May 17, 2008

World's tallest condo in US...

...hit by pullout of many S'pore buyers

Two-thirds backed out after US sub-prime crisis took a turn for the worse

By Fiona Chan, Property Reporter

ICONIC STRUCTURE: The 150-storey Chicago Spire boasts a unique spiral-shaped design. Most of the units sold were said to be one- or two-bedroom apartments that averaged US$1 million each, or US$1,000 per sq ft. -- PHOTO: BLOOMBERG NEWS

LOCAL condominiums are not the only ones suffering from the recent sharp downturn in property market sentiment.

Two-thirds of Singapore buyers have backed out of their purchases of units in the much-hyped Chicago Spire in the United States, The Straits Times understands.

The iconic condo in Chicago was well-received when it was launched in Singapore in early March. More than 800 people attended the exhibition at the Four Seasons Hotel, and almost 40 buyers were said to have reserved units.

But more than 20 of them withdrew from their deals subsequently, after the US sub-prime crisis threatened to take a turn for the worse in the weeks following the launch, sources said.

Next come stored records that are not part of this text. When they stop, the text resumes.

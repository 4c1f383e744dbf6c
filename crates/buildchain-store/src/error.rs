//! Store error types.

use buildchain_core::{RequestKey, RequestState};
use thiserror::Error;

#[derive(Debug, Error)]
pub enum StoreError {
    #[error("not found: {0}")]
    NotFound(String),

    /// The record is terminal and can no longer change.
    #[error("build request {key} is already {state}")]
    StaleUpdate { key: RequestKey, state: RequestState },

    #[error("corrupt record: {0}")]
    Corrupt(String),

    #[error("database error: {0}")]
    Database(#[from] sqlx::Error),

    #[error("migration error: {0}")]
    Migration(#[from] sqlx::migrate::MigrateError),

    #[error("serialization error: {0}")]
    Serialization(#[from] serde_json::Error),
}

impl StoreError {
    /// Contention outcomes callers treat as "someone else got there first".
    pub fn is_stale(&self) -> bool {
        matches!(self, StoreError::StaleUpdate { .. })
    }
}

pub type StoreResult<T> = std::result::Result<T, StoreError>;
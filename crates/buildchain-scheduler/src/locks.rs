//! Per-request async locks.

use buildchain_core::RequestKey;
use std::collections::HashMap;
use std::sync::{Arc, Mutex, PoisonError};
use tokio::sync::{Mutex as AsyncMutex, OwnedMutexGuard};

/// One async mutex per (job, revision), created on demand.
///
/// Entries nobody holds or waits on are dropped on the next acquire, so the
/// table only ever holds keys with work in flight.
#[derive(Debug, Default)]
pub struct RequestLocks {
    table: Mutex<HashMap<RequestKey, Arc<AsyncMutex<()>>>>,
}

impl RequestLocks {
    pub fn new() -> Self {
        Self::default()
    }

    pub async fn acquire(&self, key: &RequestKey) -> OwnedMutexGuard<()> {
        let lock = {
            let mut table = self.table.lock().unwrap_or_else(PoisonError::into_inner);
            table.retain(|_, lock| Arc::strong_count(lock) > 1);
            table.entry(key.clone()).or_default().clone()
        };
        lock.lock_owned().await
    }

    /// Number of keys currently held or waited on.
    pub fn in_flight(&self) -> usize {
        let table = self.table.lock().unwrap_or_else(PoisonError::into_inner);
        table
            .values()
            .filter(|lock| Arc::strong_count(lock) > 1)
            .count()
    }
}

#[cfg(test)]
mod tests {
    use super::*;
    use std::time::Duration;

    #[tokio::test]
    async fn test_same_key_is_serialized() {
        let locks = Arc::new(RequestLocks::new());
        let key = RequestKey::new("build", "rev1");

        let guard = locks.acquire(&key).await;
        assert_eq!(locks.in_flight(), 1);

        let contender = {
            let locks = locks.clone();
            let key = key.clone();
            tokio::spawn(async move {
                let _guard = locks.acquire(&key).await;
            })
        };

        tokio::time::sleep(Duration::from_millis(20)).await;
        assert!(!contender.is_finished());

        drop(guard);
        contender.await.unwrap();
        assert_eq!(locks.in_flight(), 0);
    }

    #[tokio::test]
    async fn test_different_keys_do_not_block() {
        let locks = RequestLocks::new();
        let _build = locks.acquire(&RequestKey::new("build", "rev1")).await;
        let _other_revision = locks.acquire(&RequestKey::new("build", "rev2")).await;
        let _other_job = locks.acquire(&RequestKey::new("test", "rev1")).await;
        assert_eq!(locks.in_flight(), 3);
    }
}
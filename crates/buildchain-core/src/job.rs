//! Job definitions and the validated job graph built from them.

use serde::{Deserialize, Serialize};
use std::collections::HashMap;
use std::time::Duration;

use crate::graph::{DependencyGraph, GraphError, NodeId};
use crate::{Error, JobId, Result};

/// Everything the execution backend needs to run a job.
///
/// The orchestration engine only reads `name` and `needs`; the rest is passed
/// through to the dispatcher untouched.
#[derive(Debug, Clone, Serialize, Deserialize)]
pub struct JobSpec {
    /// Job name, unique within a job table.
    pub name: JobId,
    /// Jobs that must succeed for the same revision before this one runs.
    pub needs: Vec<JobId>,
    /// Shell commands, run in order.
    pub commands: Vec<String>,
    /// Working directory for the commands.
    pub working_dir: Option<String>,
    /// Environment variables.
    pub env: HashMap<String, String>,
    /// Maximum execution time, enforced by the backend.
    pub timeout: Option<Duration>,
}

impl JobSpec {
    pub fn new(name: impl Into<JobId>) -> Self {
        Self {
            name: name.into(),
            needs: Vec::new(),
            commands: Vec::new(),
            working_dir: None,
            env: HashMap::new(),
            timeout: None,
        }
    }

    pub fn needs(mut self, dependency: impl Into<JobId>) -> Self {
        self.needs.push(dependency.into());
        self
    }

    pub fn run(mut self, command: impl Into<String>) -> Self {
        self.commands.push(command.into());
        self
    }
}

/// An acyclic set of jobs, immutable once built.
#[derive(Debug, Clone)]
pub struct JobGraph {
    graph: DependencyGraph,
    nodes: HashMap<JobId, NodeId>,
    jobs: Vec<JobSpec>,
    order: Vec<NodeId>,
}

impl JobGraph {
    /// Build the graph, rejecting duplicate names, dangling `needs` and cycles.
    pub fn new(jobs: Vec<JobSpec>) -> Result<Self> {
        let mut graph = DependencyGraph::new();
        let mut nodes = HashMap::with_capacity(jobs.len());

        for job in &jobs {
            let node = graph.add_node();
            if nodes.insert(job.name.clone(), node).is_some() {
                return Err(Error::DuplicateJob(job.name.clone()));
            }
        }

        for job in &jobs {
            let from = nodes[&job.name];
            for dependency in &job.needs {
                let to = nodes
                    .get(dependency)
                    .copied()
                    .ok_or_else(|| Error::UnknownDependency {
                        job: job.name.clone(),
                        dependency: dependency.clone(),
                    })?;
                graph.add_edge(from, to)?;
            }
        }

        let order = graph.topological_sort().map_err(|e| match e {
            GraphError::Cycle(node) => Error::DependencyCycle(jobs[node.index()].name.clone()),
            other => Error::Graph(other),
        })?;

        Ok(Self {
            graph,
            nodes,
            jobs,
            order,
        })
    }

    pub fn contains(&self, job: &JobId) -> bool {
        self.nodes.contains_key(job)
    }

    pub fn job(&self, job: &JobId) -> Option<&JobSpec> {
        self.nodes.get(job).map(|node| &self.jobs[node.index()])
    }

    pub fn jobs(&self) -> impl Iterator<Item = &JobSpec> {
        self.jobs.iter()
    }

    pub fn len(&self) -> usize {
        self.jobs.len()
    }

    pub fn is_empty(&self) -> bool {
        self.jobs.is_empty()
    }

    /// Jobs that `job` directly depends on. Empty for unknown jobs.
    pub fn dependencies(&self, job: &JobId) -> Vec<JobId> {
        match self.nodes.get(job) {
            Some(node) => self.names(self.graph.children(*node).unwrap_or(&[])),
            None => Vec::new(),
        }
    }

    /// All jobs, dependencies before dependents.
    pub fn execution_order(&self) -> Vec<JobId> {
        self.names(&self.order)
    }

    fn names(&self, nodes: &[NodeId]) -> Vec<JobId> {
        nodes
            .iter()
            .map(|node| self.jobs[node.index()].name.clone())
            .collect()
    }
}

#[cfg(test)]
mod tests {
    use super::*;

    fn chain() -> Vec<JobSpec> {
        vec![
            JobSpec::new("deploy").needs("test").run("./deploy.sh"),
            JobSpec::new("build").run("make"),
            JobSpec::new("test").needs("build").run("make test"),
        ]
    }

    #[test]
    fn test_dependencies() {
        let graph = JobGraph::new(chain()).unwrap();
        assert_eq!(graph.dependencies(&"test".into()), vec![JobId::from("build")]);
        assert_eq!(graph.dependencies(&"deploy".into()), vec![JobId::from("test")]);
        assert!(graph.dependencies(&"build".into()).is_empty());
        assert!(graph.dependencies(&"missing".into()).is_empty());
    }

    #[test]
    fn test_execution_order() {
        let graph = JobGraph::new(chain()).unwrap();
        let order: Vec<String> = graph
            .execution_order()
            .into_iter()
            .map(|j| j.to_string())
            .collect();
        assert_eq!(order, vec!["build", "test", "deploy"]);
    }

    #[test]
    fn test_duplicate_job_rejected() {
        let jobs = vec![JobSpec::new("build"), JobSpec::new("build")];
        assert!(matches!(
            JobGraph::new(jobs),
            Err(Error::DuplicateJob(name)) if name.as_str() == "build"
        ));
    }

    #[test]
    fn test_unknown_dependency_rejected() {
        let jobs = vec![JobSpec::new("test").needs("build")];
        assert!(matches!(
            JobGraph::new(jobs),
            Err(Error::UnknownDependency { .. })
        ));
    }

    #[test]
    fn test_cycle_rejected() {
        let jobs = vec![
            JobSpec::new("a").needs("b"),
            JobSpec::new("b").needs("a"),
        ];
        match JobGraph::new(jobs) {
            Err(Error::DependencyCycle(job)) => assert!(["a", "b"].contains(&job.as_str())),
            other => panic!("expected cycle, got {:?}", other),
        }
    }
}
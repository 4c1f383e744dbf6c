//! Dispatcher trait: the boundary to the execution backend.

use async_trait::async_trait;

use crate::job::JobSpec;
use crate::{RequestKey, Result};

/// Hands build requests to whatever actually runs jobs.
///
/// `dispatch` is called at most once per (job, revision). The backend later
/// reports the result through the engine's completion entry point. It must do
/// so asynchronously: calling back into the engine from inside `dispatch`
/// would wait on the request lock held by the dispatching call.
#[async_trait]
pub trait Dispatcher: Send + Sync {
    /// Name of this backend.
    fn name(&self) -> &'static str;

    /// Start running `spec` for the revision in `key`.
    async fn dispatch(&self, key: &RequestKey, spec: &JobSpec) -> Result<()>;
}
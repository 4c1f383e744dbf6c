//! Core domain types and traits for the buildchain orchestrator.
//!
//! This crate contains:
//! - Job, revision and request identifiers
//! - The dependency graph and the validated job graph
//! - Build request records and their lifecycle states
//! - The dispatcher trait implemented by execution backends

pub mod dispatcher;
pub mod error;
pub mod graph;
pub mod id;
pub mod job;
pub mod request;

pub use dispatcher::Dispatcher;
pub use error::{Error, Result};
pub use graph::{DependencyGraph, GraphError, NodeId};
pub use id::{JobId, RequestId, RequestKey, SourceRevision};
pub use job::{JobGraph, JobSpec};
pub use request::{BuildRequest, RequestOrigin, RequestState};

The 150-storey Chicago Spire is touted as the world's tallest condo, and boasts a unique spiral-shaped design.

But this was not enough to hook buyers. A number were apparently spooked by the near-collapse of US investment bank Bear Stearns, which took place a week after the Chicago Spire was launched in Singapore.

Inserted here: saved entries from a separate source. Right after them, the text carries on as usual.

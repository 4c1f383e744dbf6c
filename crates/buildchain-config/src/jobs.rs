//! Job table parsing.
//!
//! ```kdl
//! project "chromium"
//!
//! env {
//!     CI "true"
//! }
//!
//! job "build" {
//!     run "make all"
//!     timeout "30m"
//! }
//!
//! job "test" needs="build" {
//!     run "make test"
//!     working-dir "out"
//!     env {
//!         GTEST_COLOR "0"
//!     }
//! }
//! ```

use crate::{ConfigError, ConfigResult};
use buildchain_core::{JobGraph, JobId, JobSpec};
use kdl::{KdlDocument, KdlNode};
use regex::Regex;
use std::collections::HashMap;
use std::path::Path;
use std::sync::LazyLock;
use std::time::Duration;

static JOB_NAME_REGEX: LazyLock<Regex> =
    LazyLock::new(|| Regex::new(r"^[A-Za-z0-9][A-Za-z0-9_.\-]*$").unwrap());

static DURATION_REGEX: LazyLock<Regex> =
    LazyLock::new(|| Regex::new(r"^(\d+)\s*(s|m|h)$").unwrap());

/// A parsed job table: a project name plus its validated job graph.
#[derive(Debug, Clone)]
pub struct JobTable {
    pub project: String,
    pub graph: JobGraph,
}

/// Read and parse a job table from a file.
pub fn load_jobs(path: impl AsRef<Path>) -> ConfigResult<JobTable> {
    let content = std::fs::read_to_string(path)?;
    parse_jobs(&content)
}

/// Parse a job table from KDL text.
pub fn parse_jobs(kdl: &str) -> ConfigResult<JobTable> {
    let doc: KdlDocument = kdl.parse()?;

    let mut project = String::new();
    let mut jobs = Vec::new();
    let mut env = HashMap::new();

    for node in doc.nodes() {
        match node.name().value() {
            "project" => {
                project = get_first_string_arg(node)
                    .ok_or_else(|| ConfigError::MissingField("project name".to_string()))?;
            }
            "job" => {
                jobs.push(parse_job(node)?);
            }
            "env" => {
                env = parse_env(node);
            }
            _ => {} // Ignore unknown nodes
        }
    }

    if project.is_empty() {
        return Err(ConfigError::MissingField("project name".to_string()));
    }

    // Table-wide env is the base; job-level values win.
    for job in &mut jobs {
        for (key, value) in &env {
            job.env.entry(key.clone()).or_insert_with(|| value.clone());
        }
    }

    let graph = JobGraph::new(jobs)?;

    Ok(JobTable { project, graph })
}

fn parse_job(node: &KdlNode) -> ConfigResult<JobSpec> {
    let name = get_first_string_arg(node)
        .ok_or_else(|| ConfigError::MissingField("job name".to_string()))?;

    if !JOB_NAME_REGEX.is_match(&name) {
        return Err(ConfigError::InvalidValue {
            field: "job name".to_string(),
            message: format!("'{}' must be alphanumeric with '_', '.' or '-'", name),
        });
    }

    let mut job = JobSpec::new(name.as_str());
    job.needs = get_string_list_prop(node, "needs")
        .into_iter()
        .map(JobId::from)
        .collect();

    if let Some(children) = node.children() {
        for child in children.nodes() {
            match child.name().value() {
                "run" => {
                    if let Some(cmd) = get_first_string_arg(child) {
                        job.commands.push(cmd);
                    }
                }
                "working-dir" | "working_dir" => {
                    job.working_dir = get_first_string_arg(child);
                }
                "timeout" => {
                    let raw = get_first_string_arg(child).unwrap_or_default();
                    job.timeout = Some(parse_duration(&raw).ok_or_else(|| {
                        ConfigError::InvalidValue {
                            field: format!("timeout for job '{}'", name),
                            message: format!("expected e.g. \"90s\", \"10m\" or \"2h\", got '{}'", raw),
                        }
                    })?);
                }
                "env" => {
                    job.env = parse_env(child);
                }
                _ => {}
            }
        }
    }

    if job.commands.is_empty() {
        return Err(ConfigError::MissingField(format!(
            "run command for job '{}'",
            name
        )));
    }

    Ok(job)
}

fn parse_env(node: &KdlNode) -> HashMap<String, String> {
    let mut env = HashMap::new();
    if let Some(children) = node.children() {
        for child in children.nodes() {
            let key = child.name().value().to_string();
            if let Some(val) = get_first_string_arg(child) {
                env.insert(key, val);
            }
        }
    }
    env
}

/// Parse "90s", "10m" or "2h".
pub fn parse_duration(raw: &str) -> Option<Duration> {
    let caps = DURATION_REGEX.captures(raw.trim())?;
    let amount: u64 = caps[1].parse().ok()?;
    let seconds = match &caps[2] {
        "s" => amount,
        "m" => amount.checked_mul(60)?,
        "h" => amount.checked_mul(3600)?,
        _ => return None,
    };
    Some(Duration::from_secs(seconds))
}

// Helper functions for extracting values from KDL nodes

fn get_first_string_arg(node: &KdlNode) -> Option<String> {
    node.entries()
        .iter()
        .find(|e| e.name().is_none())
        .and_then(|e| e.value().as_string())
        .map(|s| s.to_string())
}

fn get_all_string_args(node: &KdlNode) -> Vec<String> {
    node.entries()
        .iter()
        .filter(|e| e.name().is_none())
        .filter_map(|e| e.value().as_string())
        .map(|s| s.to_string())
        .collect()
}

fn get_string_list_prop(node: &KdlNode, name: &str) -> Vec<String> {
    let mut result = Vec::new();

    // Repeated properties: needs="a" needs="b"
    for entry in node.entries() {
        if let Some(entry_name) = entry.name() {
            if entry_name.value() == name {
                if let Some(s) = entry.value().as_string() {
                    result.push(s.to_string());
                }
            }
        }
    }

    if !result.is_empty() {
        return result;
    }

    // Block syntax: needs "a" "b"
    if let Some(children) = node.children() {
        for child in children.nodes() {
            if child.name().value() == name {
                return get_all_string_args(child);
            }
        }
    }

    Vec::new()
}

#[cfg(test)]
mod tests {
    use super::*;

    #[test]
    fn test_parse_simple_table() {
        let kdl = r#"
            project "demo"

            job "build" {
                run "cargo build"
            }
        "#;

        let table = parse_jobs(kdl).unwrap();
        assert_eq!(table.project, "demo");
        assert_eq!(table.graph.len(), 1);
        let build = table.graph.job(&"build".into()).unwrap();
        assert_eq!(build.commands, vec!["cargo build"]);
        assert!(build.needs.is_empty());
    }

    #[test]
    fn test_parse_dependencies_both_syntaxes() {
        let kdl = r#"
            project "demo"

            job "build" {
                run "make"
            }

            job "lint" {
                run "make lint"
            }

            job "test" needs="build" needs="lint" {
                run "make test"
            }

            job "deploy" {
                needs "test"
                run "./deploy.sh"
            }
        "#;

        let table = parse_jobs(kdl).unwrap();
        let mut test_deps = table.graph.dependencies(&"test".into());
        test_deps.sort();
        assert_eq!(test_deps, vec![JobId::from("build"), JobId::from("lint")]);
        assert_eq!(
            table.graph.dependencies(&"deploy".into()),
            vec![JobId::from("test")]
        );
    }

    #[test]
    fn test_env_merging_and_options() {
        let kdl = r#"
            project "demo"

            env {
                CI "true"
                LEVEL "global"
            }

            job "build" {
                run "make"
                working-dir "src"
                timeout "10m"
                env {
                    LEVEL "job"
                }
            }
        "#;

        let table = parse_jobs(kdl).unwrap();
        let build = table.graph.job(&"build".into()).unwrap();
        assert_eq!(build.env.get("CI").map(String::as_str), Some("true"));
        assert_eq!(build.env.get("LEVEL").map(String::as_str), Some("job"));
        assert_eq!(build.working_dir.as_deref(), Some("src"));
        assert_eq!(build.timeout, Some(Duration::from_secs(600)));
    }

    #[test]
    fn test_missing_project() {
        let kdl = r#"
            job "build" {
                run "make"
            }
        "#;
        assert!(matches!(
            parse_jobs(kdl),
            Err(ConfigError::MissingField(_))
        ));
    }

    #[test]
    fn test_missing_run_command() {
        let kdl = r#"
            project "demo"
            job "build"
        "#;
        assert!(matches!(
            parse_jobs(kdl),
            Err(ConfigError::MissingField(_))
        ));
    }

    #[test]
    fn test_invalid_job_name() {
        let kdl = r#"
            project "demo"
            job "build all" {
                run "make"
            }
        "#;
        assert!(matches!(
            parse_jobs(kdl),
            Err(ConfigError::InvalidValue { .. })
        ));
    }

    #[test]
    fn test_detect_missing_dependency() {
        let kdl = r#"
            project "demo"

            job "build" needs="nonexistent" {
                run "make"
            }
        "#;
        assert!(matches!(
            parse_jobs(kdl),
            Err(ConfigError::InvalidReference(_))
        ));
    }

    #[test]
    fn test_detect_duplicate() {
        let kdl = r#"
            project "demo"

            job "build" {
                run "make"
            }

            job "build" {
                run "make again"
            }
        "#;
        assert!(matches!(parse_jobs(kdl), Err(ConfigError::Duplicate(_))));
    }

    #[test]
    fn test_detect_cycle() {
        let kdl = r#"
            project "cyclic"

            job "a" needs="b" {
                run "echo a"
            }

            job "b" needs="a" {
                run "echo b"
            }
        "#;
        assert!(matches!(
            parse_jobs(kdl),
            Err(ConfigError::CycleDetected(_))
        ));
    }

    #[test]
    fn test_parse_duration() {
        assert_eq!(parse_duration("90s"), Some(Duration::from_secs(90)));
        assert_eq!(parse_duration("2h"), Some(Duration::from_secs(7200)));
        assert_eq!(parse_duration("soon"), None);
        assert_eq!(parse_duration("5d"), None);
    }

    #[test]
    fn test_invalid_timeout() {
        let kdl = r#"
            project "demo"
            job "build" {
                run "make"
                timeout "forever"
            }
        "#;
        assert!(matches!(
            parse_jobs(kdl),
            Err(ConfigError::InvalidValue { .. })
        ));
    }
}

These buyers paid a US$2,000 (S$2,762) reservation fee for the units, but were refunded this amount in full, thanks to a cooling-off period that is the standard for US home sales.

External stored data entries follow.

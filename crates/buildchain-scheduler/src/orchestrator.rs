//! Build orchestrator - runs jobs for a revision in dependency order, at most once each.
//!
//! Work is requested lazily: asking for one job walks its dependencies,
//! records every request as pending before recursing, and dispatches a job
//! only once all of its dependencies have succeeded for the same revision.
//! Completions arrive asynchronously and in any order; each one either
//! re-evaluates the pending requests of its revision or cancels the ones that
//! can no longer run.
//!
//! A request whose hand-off the backend refused goes back to pending with the
//! error attached. Re-evaluation and recovery leave it alone; only a caller's
//! `ensure` that reaches it dispatches it again.
//!
//! Locks are taken per (job, revision) and only ever from a dependent towards
//! its dependencies, so the acyclic job graph rules out lock cycles. Cascades
//! run after every lock of the triggering call has been released.

use async_recursion::async_recursion;
use buildchain_core::{
    BuildRequest, Dispatcher, JobGraph, JobId, RequestKey, RequestOrigin, RequestState,
    SourceRevision,
};
use buildchain_store::{RequestStore, StoreError};
use std::collections::BTreeSet;
use std::sync::Arc;
use tokio::sync::mpsc;
use tracing::{debug, info, warn};

use crate::error::{EngineError, EngineResult};
use crate::events::EngineEvent;
use crate::locks::RequestLocks;

/// Orchestrates build requests for a fixed job graph.
pub struct OrchestrationEngine {
    graph: Arc<JobGraph>,
    store: Arc<dyn RequestStore>,
    dispatcher: Arc<dyn Dispatcher>,
    locks: RequestLocks,
    events: Option<mpsc::UnboundedSender<EngineEvent>>,
}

Mr Colin Tan, the head of research and consultancy at Chesterton International, said it made sense for the buyers to pull out of their deals.

'Housing prices in the US are coming down, and while some properties may look like a good investment now, you can probably get it cheaper later,' he said.

'It doesn't make sense to buy and hold on to US properties when there are still sub-prime problems.'

Experts said those who had seen their purchases through are likely to be more serious buyers who may, for example, have children studying in Chicago.

Most of the units that were sold were reported to be one- or two-bedroom apartments that averaged US$1 million each, or US$1,000 per sq ft.

About half the buyers were said to be Singaporeans or permanent residents, and the rest were expatriates.

It is understood that to date, about 10 of the Singapore buyers have inked their purchase agreements. At least two of them are believed to be Indonesians.

Sources said the Chicago Spire's exhibitions in Shanghai and Hong Kong, which followed its launch in Singapore, received a lukewarm response as the turmoil in the US financial markets deepened in March.